The court also directed the two convicts to pay over Rs 13 lakh as civil liability. “It is clearly proved beyond any doubt by the complainant from the cogent evidence that…there was direct theft of electricity as no meter was found installed at the inspected premises and there was direct theft of electricity using supply illegally through illegal wire connected from BSES feeder pillar which was open through red colour aluminium wires in the extensions and further 13 boards with three pin plug were found fixed.
“Further the said direct supply was being used for non-domestic purposes, that is, e- rickshaw charging,” it said.
According to the complaint, an inspection was carried out by officials of the BSES Yamuna Power Limited (BYPL) at DSIDC Park at Trilokpuri in east Delhi on October 23, 2017, wherein Hafiz and Rakesh were found directly stealing electricity through tapping.
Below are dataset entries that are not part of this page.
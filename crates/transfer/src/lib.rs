//! Chunked, resumable transfers between local disk and a lake store.
//!
//! Files are cut into chunks that a bounded pool of workers moves in
//! parallel, each chunk in block-sized calls. [`TransferClient`] schedules
//! chunks and tracks their state; [`Uploader`] and [`Downloader`] turn a
//! path, directory or glob into file pairs and drive a client.

mod chunked;
mod client;
mod download;
mod persist;
mod progress;
mod scan;
mod types;
mod upload;
mod validation;

pub use chunked::{ChunkOutcome, ChunkSpan, get_chunk, merge_chunks, put_chunk};
pub use client::{BeforeStart, ClientConfig, ProgressFn, SessionInfo, TransferClient};
pub use download::Downloader;
pub use persist::{TransferStore, default_state_dir, session_hash};
pub use progress::SpeedCalculator;
pub use scan::{LocalFile, LocalScan, scan_local};
pub use types::{
    ChunkRecord, ChunkState, Direction, FileState, FileTransfer, SessionSnapshot, chunk_offsets,
};
pub use upload::{TransferOptions, Uploader};
pub use validation::validate_relative_path;

use lakestore_store::StoreError;

/// Default chunk size: 256 MiB.
pub const DEFAULT_CHUNK_SIZE: u64 = 256 * 1024 * 1024;

/// Default block size: 4 MiB.
pub const DEFAULT_BLOCK_SIZE: u64 = 4 * 1024 * 1024;

/// Errors produced by the transfer crate.
#[derive(Debug, thiserror::Error)]
pub enum TransferError {
    #[error("destination files exist and overwrite was not requested: {}", .0.join(", "))]
    FileExists(Vec<String>),

    #[error("source not found or not accessible: {0}")]
    NotFound(String),

    #[error("no files to transfer")]
    NoFiles,

    #[error("transfer still running after the configured timeout")]
    Timeout,

    #[error("transfer is already running")]
    AlreadyRunning,

    #[error("transfer worker failed: {0}")]
    Worker(String),

    #[error("invalid path: {0}")]
    InvalidPath(String),

    #[error("saved session does not match: {0}")]
    SessionMismatch(String),

    #[error("JSON error: {0}")]
    Json(#[from] serde_json::Error),

    #[error("I/O error: {0}")]
    Io(#[from] std::io::Error),

    #[error(transparent)]
    Store(#[from] StoreError),
}

impl TransferError {
    /// Whether a chunk that failed with this error is worth another attempt.
    pub fn is_retryable(&self) -> bool {
        match self {
            TransferError::Io(_) => true,
            TransferError::Store(e) => matches!(
                e,
                StoreError::IncompleteTransfer { .. }
                    | StoreError::MaxRetriesExceeded { .. }
                    | StoreError::BadOffset { .. }
                    | StoreError::Rest(_)
                    | StoreError::Io(_)
            ),
            _ => false,
        }
    }
}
Twelve e-rickshaws were found being charged by the supply.
The illegal supply of electricity was being used for non-domestic purposes and no meter was found installed, the complaint said.
It added that a total connected load of 9.6 Kilo Watts (KW) was running through illegal wires which was being used by both the accused through artificial means not authorised by BYPL.
The court, while pronouncing its verdict, said that electricity theft was an economic offence wherein the society as a whole was the victim and honest payers of electricity charges were the sufferers on account of the proved conduct of the convict.
It said that such convicts were getting “unearned benefit” at the cost of others who are the legitimate consumers and have to bear the costs of electricity theft.
The theft of electricity not only puts the convict at the risk of his own life but also causes danger to the life of others, the court added. “One can imagine that there may be people in the country who may be genuinely not in a position to pay like the persons below the poverty line or farmers who can also come into this category at least in times of distress due to famine or hailstorm if not at all time.
“But the persons falling in the other category, that is, being in a capacity to pay, if involved in electricity theft, cannot be said to be a person in whose favour the leniency should be taken,” it said.